- _TASK DETAILS_
The entries below are to be written out again without alteration.

### MATERIAL FOR THE TASK ###

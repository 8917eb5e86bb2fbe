//! Price ladder engine.
//!
//! Walks outward from a reference price one step at a time until it finds a
//! level whose display price is not yet used on that side. Used levels are
//! compared as fixed-precision strings, so two raw prices that round to the
//! same display price count as the same level.

use std::collections::BTreeSet;

use tomox::{OrderBook, Side};

use crate::error::MmError;
use crate::mm::params::MarketParameters;
use crate::units::{format_fixed, ExchangeUnits, TokenUnits};

/// Upper bound on steps tried for one level. Hitting it means the step is
/// too fine for the display precision or the book is absurdly deep.
pub const MAX_LADDER_STEPS: u32 = 10_000;

/// Display prices already taken on each side, rebuilt every iteration.
#[derive(Debug, Clone, Default, PartialEq, Eq)]
pub struct LadderState {
    buy_prices: BTreeSet<String>,
    sell_prices: BTreeSet<String>,
}

impl LadderState {
    /// Seed the used levels from a book snapshot: bids are used BUY levels,
    /// asks are used SELL levels.
    pub fn from_book(book: &OrderBook, params: &MarketParameters) -> Self {
        let display = |pricepoint| {
            let price = TokenUnits::new(pricepoint).to_price(params.token_decimals);
            format_fixed(price, params.price_decimals)
        };
        Self {
            buy_prices: book.bids.iter().map(|l| display(l.pricepoint)).collect(),
            sell_prices: book.asks.iter().map(|l| display(l.pricepoint)).collect(),
        }
    }

    /// Used display prices on `side`.
    #[cfg(test)]
    pub fn used(&self, side: Side) -> &BTreeSet<String> {
        match side {
            Side::Buy => &self.buy_prices,
            Side::Sell => &self.sell_prices,
        }
    }

    fn used_mut(&mut self, side: Side) -> &mut BTreeSet<String> {
        match side {
            Side::Buy => &mut self.buy_prices,
            Side::Sell => &mut self.sell_prices,
        }
    }

    /// Next free level on `side`, `i` steps away from `reference` for the
    /// smallest `i >= 1` whose display price is unused.
    ///
    /// The level is marked used and the raw (unrounded) candidate returned.
    ///
    /// # Errors
    ///
    /// [`MmError::LadderExhausted`] when no free level exists within
    /// [`MAX_LADDER_STEPS`] or a BUY candidate would reach zero.
    pub fn next_price(
        &mut self,
        side: Side,
        reference: ExchangeUnits,
        params: &MarketParameters,
    ) -> Result<ExchangeUnits, MmError> {
        let step = params.minimum_step;
        if !step.is_positive() {
            return Err(MmError::Config(format!("minimum step must be positive, got {step:?}")));
        }

        for i in 1..=MAX_LADDER_STEPS {
            let candidate = match side {
                Side::Buy => reference - step * i,
                Side::Sell => reference + step * i,
            };
            if !candidate.is_positive() {
                return Err(MmError::LadderExhausted { side, attempts: i });
            }

            let display = format_fixed(candidate.to_price(), params.price_decimals);
            let used = self.used_mut(side);
            if !used.contains(&display) {
                used.insert(display);
                return Ok(candidate);
            }
        }

        Err(MmError::LadderExhausted {
            side,
            attempts: MAX_LADDER_STEPS,
        })
    }
}

#[cfg(test)]
mod tests {
    use super::*;
    use rust_decimal::Decimal;
    use rust_decimal_macros::dec;
    use tomox::BookLevel;

    fn params(step: Decimal, price_decimals: u32) -> MarketParameters {
        MarketParameters {
            default_amount: dec!(1),
            minimum_step: ExchangeUnits::from_price(step).unwrap(),
            amount_decimals: 5,
            price_decimals,
            orderbook_length: 5,
            token_decimals: 18,
        }
    }

    fn ex(price: Decimal) -> ExchangeUnits {
        ExchangeUnits::from_price(price).unwrap()
    }

    fn level(price: Decimal) -> BookLevel {
        BookLevel {
            pricepoint: TokenUnits::from_price(price, 18).unwrap().raw(),
            amount: dec!(1),
        }
    }

    #[test]
    fn test_from_book_formats_levels() {
        let book = OrderBook {
            pair_name: None,
            asks: vec![level(dec!(101)), level(dec!(102.5))],
            bids: vec![level(dec!(99))],
        };
        let ladder = LadderState::from_book(&book, &params(dec!(1), 2));
        assert!(ladder.used(Side::Sell).contains("101.00"));
        assert!(ladder.used(Side::Sell).contains("102.50"));
        assert!(ladder.used(Side::Buy).contains("99.00"));
        assert_eq!(ladder.used(Side::Buy).len(), 1);
    }

    #[test]
    fn test_first_free_level_is_one_step_out() {
        let p = params(dec!(1), 2);
        let mut ladder = LadderState::default();
        assert_eq!(ladder.next_price(Side::Buy, ex(dec!(100)), &p).unwrap(), ex(dec!(99)));
        assert_eq!(ladder.next_price(Side::Sell, ex(dec!(100)), &p).unwrap(), ex(dec!(101)));
    }

    #[test]
    fn test_skips_levels_present_in_book() {
        let p = params(dec!(1), 2);
        let book = OrderBook {
            pair_name: None,
            asks: vec![],
            bids: vec![level(dec!(99)), level(dec!(98))],
        };
        let mut ladder = LadderState::from_book(&book, &p);
        assert_eq!(ladder.next_price(Side::Buy, ex(dec!(100)), &p).unwrap(), ex(dec!(97)));
        assert!(ladder.used(Side::Buy).contains("97.00"));
    }

    #[test]
    fn test_returned_levels_unique_and_moving_outward() {
        let p = params(dec!(0.5), 7);
        let mut ladder = LadderState::default();
        let reference = ex(dec!(100));

        let mut last_buy = reference;
        let mut last_sell = reference;
        let mut seen = BTreeSet::new();
        for _ in 0..25 {
            let b = ladder.next_price(Side::Buy, reference, &p).unwrap();
            let s = ladder.next_price(Side::Sell, reference, &p).unwrap();
            assert!(b < last_buy);
            assert!(s > last_sell);
            last_buy = b;
            last_sell = s;
            assert!(seen.insert(format_fixed(b.to_price(), 7)));
        }
        assert_eq!(ladder.used(Side::Buy).len(), 25);
        assert_eq!(ladder.used(Side::Sell).len(), 25);
    }

    #[test]
    fn test_dedup_uses_rounded_display_price() {
        // Step finer than display precision: 99.999 and 99.995 both show as "100.00".
        let p = params(dec!(0.001), 2);
        let mut ladder = LadderState::default();
        let reference = ex(dec!(100));

        let first = ladder.next_price(Side::Buy, reference, &p).unwrap();
        assert_eq!(first, ex(dec!(99.999)));

        let second = ladder.next_price(Side::Buy, reference, &p).unwrap();
        assert_eq!(second, ex(dec!(99.994)));
        assert!(ladder.used(Side::Buy).contains("99.99"));
    }

    #[test]
    fn test_returns_raw_candidate_not_rounded() {
        let p = params(dec!(0.333), 2);
        let mut ladder = LadderState::default();
        let price = ladder.next_price(Side::Sell, ex(dec!(10)), &p).unwrap();
        assert_eq!(price.to_price(), dec!(10.333));
    }

    #[test]
    fn test_buy_side_stops_before_zero() {
        let p = params(dec!(0.1), 2);
        let mut ladder = LadderState::default();
        for _ in 0..4 {
            ladder.next_price(Side::Buy, ex(dec!(0.5)), &p).unwrap();
        }
        let err = ladder.next_price(Side::Buy, ex(dec!(0.5)), &p).unwrap_err();
        assert!(matches!(
            err,
            MmError::LadderExhausted {
                side: Side::Buy,
                ..
            }
        ));
    }

    #[test]
    fn test_exhaustion_bounded_by_max_steps() {
        // 10_000 steps of 0.000001 never leave "100.00"/"100.01".
        let p = params(dec!(0.000001), 2);
        let book = OrderBook {
            pair_name: None,
            asks: vec![level(dec!(100)), level(dec!(100.01))],
            bids: vec![],
        };
        let mut ladder = LadderState::from_book(&book, &p);
        let err = ladder.next_price(Side::Sell, ex(dec!(100)), &p).unwrap_err();
        assert!(matches!(
            err,
            MmError::LadderExhausted {
                side: Side::Sell,
                attempts: MAX_LADDER_STEPS
            }
        ));
    }
}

###

- _FINISHED TASK_
repository 8917eb5e86bb2fbe
//! Price ladder engine.
//!
//! Walks outward from a reference price one step at a time until it finds a
//! level whose display price is not yet used on that side. Used levels are
//! compared as fixed-precision strings, so two raw prices that round to the
//! same display price count as the same level.

use std::collections::BTreeSet;

use tomox::{OrderBook, Side};

use crate::error::MmError;
use crate::mm::params::MarketParameters;
use crate::units::{format_fixed, ExchangeUnits, TokenUnits};

/// Upper bound on steps tried for one level. Hitting it means the step is
/// too fine for the display precision or the book is absurdly deep.
pub const MAX_LADDER_STEPS: u32 = 10_000;

/// Display prices already taken on each side, rebuilt every iteration.
#[derive(Debug, Clone, Default, PartialEq, Eq)]
pub struct LadderState {
    buy_prices: BTreeSet<String>,
    sell_prices: BTreeSet<String>,
}

impl LadderState {
    /// Seed the used levels from a book snapshot: bids are used BUY levels,
    /// asks are used SELL levels.
    pub fn from_book(book: &OrderBook, params: &MarketParameters) -> Self {
        let display = |pricepoint| {
            let price = TokenUnits::new(pricepoint).to_price(params.token_decimals);
            format_fixed(price, params.price_decimals)
        };
        Self {
            buy_prices: book.bids.iter().map(|l| display(l.pricepoint)).collect(),
            sell_prices: book.asks.iter().map(|l| display(l.pricepoint)).collect(),
        }
    }

    /// Used display prices on `side`.
    #[cfg(test)]
    pub fn used(&self, side: Side) -> &BTreeSet<String> {
        match side {
            Side::Buy => &self.buy_prices,
            Side::Sell => &self.sell_prices,
        }
    }

    fn used_mut(&mut self, side: Side) -> &mut BTreeSet<String> {
        match side {
            Side::Buy => &mut self.buy_prices,
            Side::Sell => &mut self.sell_prices,
        }
    }

    /// Next free level on `side`, `i` steps away from `reference` for the
    /// smallest `i >= 1` whose display price is unused.
    ///
    /// The level is marked used and the raw (unrounded) candidate returned.
    ///
    /// # Errors
    ///
    /// [`MmError::LadderExhausted`] when no free level exists within
    /// [`MAX_LADDER_STEPS`] or a BUY candidate would reach zero.
    pub fn next_price(
        &mut self,
        side: Side,
        reference: ExchangeUnits,
        params: &MarketParameters,
    ) -> Result<ExchangeUnits, MmError> {
        let step = params.minimum_step;
        if !step.is_positive() {
            return Err(MmError::Config(format!("minimum step must be positive, got {step:?}")));
        }

        for i in 1..=MAX_LADDER_STEPS {
            let candidate = match side {
                Side::Buy => reference - step * i,
                Side::Sell => reference + step * i,
            };
            if !candidate.is_positive() {
                return Err(MmError::LadderExhausted { side, attempts: i });
            }

            let display = format_fixed(candidate.to_price(), params.price_decimals);
            let used = self.used_mut(side);
            if !used.contains(&display) {
                used.insert(display);
                return Ok(candidate);
            }
        }

        Err(MmError::LadderExhausted {
            side,
            attempts: MAX_LADDER_STEPS,
        })
    }
}

#[cfg(test)]
mod tests {
    use super::*;
    use rust_decimal::Decimal;
    use rust_decimal_macros::dec;
    use tomox::BookLevel;

    fn params(step: Decimal, price_decimals: u32) -> MarketParameters {
        MarketParameters {
            default_amount: dec!(1),
            minimum_step: ExchangeUnits::from_price(step).unwrap(),
            amount_decimals: 5,
            price_decimals,
            orderbook_length: 5,
            token_decimals: 18,
        }
    }

    fn ex(price: Decimal) -> ExchangeUnits {
        ExchangeUnits::from_price(price).unwrap()
    }

    fn level(price: Decimal) -> BookLevel {
        BookLevel {
            pricepoint: TokenUnits::from_price(price, 18).unwrap().raw(),
            amount: dec!(1),
        }
    }

    #[test]
    fn test_from_book_formats_levels() {
        let book = OrderBook {
            pair_name: None,
            asks: vec![level(dec!(101)), level(dec!(102.5))],
            bids: vec![level(dec!(99))],
        };
        let ladder = LadderState::from_book(&book, &params(dec!(1), 2));
        assert!(ladder.used(Side::Sell).contains("101.00"));
        assert!(ladder.used(Side::Sell).contains("102.50"));
        assert!(ladder.used(Side::Buy).contains("99.00"));
        assert_eq!(ladder.used(Side::Buy).len(), 1);
    }

    #[test]
    fn test_first_free_level_is_one_step_out() {
        let p = params(dec!(1), 2);
        let mut ladder = LadderState::default();
        assert_eq!(ladder.next_price(Side::Buy, ex(dec!(100)), &p).unwrap(), ex(dec!(99)));
        assert_eq!(ladder.next_price(Side::Sell, ex(dec!(100)), &p).unwrap(), ex(dec!(101)));
    }

    #[test]
    fn test_skips_levels_present_in_book() {
        let p = params(dec!(1), 2);
        let book = OrderBook {
            pair_name: None,
            asks: vec![],
            bids: vec![level(dec!(99)), level(dec!(98))],
        };
        let mut ladder = LadderState::from_book(&book, &p);
        assert_eq!(ladder.next_price(Side::Buy, ex(dec!(100)), &p).unwrap(), ex(dec!(97)));
        assert!(ladder.used(Side::Buy).contains("97.00"));
    }

    #[test]
    fn test_returned_levels_unique_and_moving_outward() {
        let p = params(dec!(0.5), 7);
        let mut ladder = LadderState::default();
        let reference = ex(dec!(100));

        let mut last_buy = reference;
        let mut last_sell = reference;
        let mut seen = BTreeSet::new();
        for _ in 0..25 {
            let b = ladder.next_price(Side::Buy, reference, &p).unwrap();
            let s = ladder.next_price(Side::Sell, reference, &p).unwrap();
            assert!(b < last_buy);
            assert!(s > last_sell);
            last_buy = b;
            last_sell = s;
            assert!(seen.insert(format_fixed(b.to_price(), 7)));
        }
        assert_eq!(ladder.used(Side::Buy).len(), 25);
        assert_eq!(ladder.used(Side::Sell).len(), 25);
    }

    #[test]
    fn test_dedup_uses_rounded_display_price() {
        // Step finer than display precision: 99.999 and 99.995 both show as "100.00".
        let p = params(dec!(0.001), 2);
        let mut ladder = LadderState::default();
        let reference = ex(dec!(100));

        let first = ladder.next_price(Side::Buy, reference, &p).unwrap();
        assert_eq!(first, ex(dec!(99.999)));

        let second = ladder.next_price(Side::Buy, reference, &p).unwrap();
        assert_eq!(second, ex(dec!(99.994)));
        assert!(ladder.used(Side::Buy).contains("99.99"));
    }

    #[test]
    fn test_returns_raw_candidate_not_rounded() {
        let p = params(dec!(0.333), 2);
        let mut ladder = LadderState::default();
        let price = ladder.next_price(Side::Sell, ex(dec!(10)), &p).unwrap();
        assert_eq!(price.to_price(), dec!(10.333));
    }

    #[test]
    fn test_buy_side_stops_before_zero() {
        let p = params(dec!(0.1), 2);
        let mut ladder = LadderState::default();
        for _ in 0..4 {
            ladder.next_price(Side::Buy, ex(dec!(0.5)), &p).unwrap();
        }
        let err = ladder.next_price(Side::Buy, ex(dec!(0.5)), &p).unwrap_err();
        assert!(matches!(
            err,
            MmError::LadderExhausted {
                side: Side::Buy,
                ..
            }
        ));
    }

    #[test]
    fn test_exhaustion_bounded_by_max_steps() {
        // 10_000 steps of 0.000001 never leave "100.00"/"100.01".
        let p = params(dec!(0.000001), 2);
        let book = OrderBook {
            pair_name: None,
            asks: vec![level(dec!(100)), level(dec!(100.01))],
            bids: vec![],
        };
        let mut ladder = LadderState::from_book(&book, &p);
        let err = ladder.next_price(Side::Sell, ex(dec!(100)), &p).unwrap_err();
        assert!(matches!(
            err,
            MmError::LadderExhausted {
                side: Side::Sell,
                attempts: MAX_LADDER_STEPS
            }
        ));
    }
}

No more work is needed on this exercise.